Geht es hier um Olympiaboykott? In gewissem Sinne ja, denn das Phänomen Olympische Spiele hat zwei Seiten: das Treffen der »Jugend der Welt«, genauer der Spitzensportler, und das mediale Großereignis. Der klassische Olympiaboykott betrifft die Athleten. Die entschieden sich dagegen, auch mit der Begründung, dass der Sport sich von der Politik nicht vereinnahmen lassen dürfe. Ein lauterer Ansatz, der aber nur trägt, solange das noch nicht eingetreten ist – worüber man streiten könnte –, und der spätestens seit den Erfahrungen von 1936 bestenfalls naiv wirkt.
Denn daneben steht das mediale Großereignis, das wirtschaftlich wie politisch, je nach Sichtweise, genutzt oder missbraucht wird. So richten sich die Austragungszeiten einiger wichtiger Wettkämpfe nicht nach den besten Bedingungen vor Ort, sondern nach den teuersten TV-Werbezeiten in den USA. Und Chinas Regierung setzt die weltweite Aufmerksamkeit für ihre politischen Ziele ein; man denke nur an den Fackellauf durch Tibet oder die mit ungeheurem Aufwand betriebene Selbstdarstellung »vor den Augen der Welt«. Dazu gehört neben der mitunter brachialen Unterdrückung jeglicher Regimekritik auch die Inszenierung in architektonisch bemerkenswerten, aber eben teilweise mit Menschenleben teuer erkauften Sportstätten.

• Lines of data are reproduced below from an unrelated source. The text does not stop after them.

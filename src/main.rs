use clap::{Args, Parser, Subcommand};
use fairvae::config::{FairnessMode, LabelDistanceMetric, TrainConfig};
use fairvae::context::ExecutionContext;
use fairvae::data::{load_data, DataView};
use fairvae::errors::FairVaeError;
use fairvae::evaluate::{evaluate_model, EvalOptions};
use fairvae::label_distance::{label_distance_file, target_labels, LabelDistances};
use fairvae::model::{MpVae, VaeDims};
use fairvae::pipeline::{run, RunPaths};
use fairvae::utils::build_path;
use log::info;
use std::path::PathBuf;

/// Fairness-regularized training of a dual-channel multi-label VAE.
#[derive(Parser, Debug)]
#[command(author, version, about)]
struct Cli {
    #[command(subcommand)]
    command: Command,
}

#[derive(Subcommand, Debug)]
enum Command {
    /// Train the prior model, cluster its label latents and train the fair model.
    Train(RunArgs),
    /// Evaluate a stored fair model on the training and validation sets.
    Evaluate {
        #[command(flatten)]
        run: RunArgs,
        /// Use the last epoch's checkpoint instead of the best validation one.
        #[arg(long)]
        last: bool,
        /// Label distance used for the weighted disparity.
        #[arg(long, default_value = "jaccard")]
        metric: LabelDistanceMetric,
    },
    /// Compute and store the label distance map of a dataset.
    LabelDistances {
        #[command(flatten)]
        run: RunArgs,
        #[arg(long, default_value = "jaccard")]
        metric: LabelDistanceMetric,
    },
}

#[derive(Args, Debug)]
struct RunArgs {
    /// JSON configuration file. Missing fields take their defaults.
    #[arg(long, short = 'c')]
    config: Option<PathBuf>,
    #[arg(long)]
    dataset: Option<String>,
    #[arg(long)]
    data_dir: Option<PathBuf>,
    #[arg(long)]
    output_dir: Option<PathBuf>,
    #[arg(long)]
    seed: Option<u64>,
    #[arg(long)]
    max_epoch: Option<usize>,
    #[arg(long)]
    batch_size: Option<usize>,
    #[arg(long)]
    cuda: Option<usize>,
    /// Restart at fair training from a stored cluster assignment.
    #[arg(long)]
    resume: bool,
    /// Recompute cached label distances.
    #[arg(long)]
    train_new: bool,
}

impl RunArgs {
    fn load(&self) -> Result<TrainConfig, FairVaeError> {
        let mut config = match &self.config {
            Some(path) => TrainConfig::from_json_file(path)?,
            None => TrainConfig::default(),
        };
        if let Some(v) = &self.dataset {
            config.dataset = v.clone();
        }
        if let Some(v) = &self.data_dir {
            config.data_dir = v.clone();
        }
        if let Some(v) = &self.output_dir {
            config.output_dir = v.clone();
        }
        if let Some(v) = self.seed {
            config.seed = v;
        }
        if let Some(v) = self.max_epoch {
            config.max_epoch = v;
        }
        if let Some(v) = self.batch_size {
            config.batch_size = v;
        }
        if self.cuda.is_some() {
            config.cuda = self.cuda;
        }
        config.resume |= self.resume;
        config.train_new |= self.train_new;
        Ok(config)
    }
}

fn to_json<T: serde::Serialize>(value: &T) -> Result<String, FairVaeError> {
    serde_json::to_string_pretty(value).map_err(|e| FairVaeError::UnableToWrite(e.to_string()))
}

fn main() -> Result<(), FairVaeError> {
    env_logger::init();
    let cli = Cli::parse();

    match cli.command {
        Command::Train(args) => {
            let outcome = run(args.load()?)?;
            println!("{}", to_json(&outcome)?);
        }
        Command::Evaluate { run, last, metric } => {
            let mut config = run.load()?;
            config.fairness = FairnessMode::Distance(metric);
            let mut ctx = ExecutionContext::new(config)?;
            let data = load_data(&ctx.config.data_dir, &ctx.config.dataset, DataView::Fair, ctx.config.batch_size)?;
            let paths = RunPaths::new(&ctx.config);
            let dims = VaeDims {
                feature_dim: data.feature_dim(),
                label_dim: data.label_dim(),
                latent_dim: ctx.config.latent_dim,
                hidden_dim: ctx.config.hidden_dim,
                z_dim: ctx.config.z_dim,
            };
            let mut model = MpVae::new(dims, &mut ctx.rng, &ctx.device)?;
            let checkpoint = if last { paths.fair_model_final() } else { paths.fair_model_best() };
            info!("loading {}", checkpoint.display());
            model.load(&checkpoint)?;

            build_path(&paths.model_dir)?;
            let distances = LabelDistances::load_or_compute(
                label_distance_file(&paths.model_dir, metric, ctx.config.dist_gamma),
                ctx.config.train_new,
                data.labels(),
                metric,
                ctx.config.dist_gamma,
            )?;
            let targets = target_labels(&ctx.config, data.labels())?;
            let eval = evaluate_model(&mut model, &data, &ctx, &targets, Some(&distances), EvalOptions::default())?;
            println!("{}", to_json(&eval)?);
        }
        Command::LabelDistances { run, metric } => {
            let config = run.load()?;
            let data = load_data(&config.data_dir, &config.dataset, DataView::Fair, config.batch_size)?;
            let paths = RunPaths::new(&config);
            build_path(&paths.model_dir)?;
            let path = label_distance_file(&paths.model_dir, metric, config.dist_gamma);
            let distances = LabelDistances::load_or_compute(&path, true, data.labels(), metric, config.dist_gamma)?;
            println!("{} targets written to {}", distances.0.len(), path.display());
        }
    }
    Ok(())
}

Das IOC hat sich in vollem Bewusstsein dieser Umstände für die Vergabe nach Peking entschieden. Damit hat es die Spiele auch diesen Zwecken zur medialen Verfügung gestellt. Und zu denen trägt jeder einzelne Zuseher seinen Teil bei, denn die mediale Verwertung funktioniert nur durch die Summe der Nutzer – die so zudem Einfluss auf künftige Entscheidungen haben. Insofern macht man als Zuseher mit und holt sich tatsächlich blutige Finger an der Fernbedienung.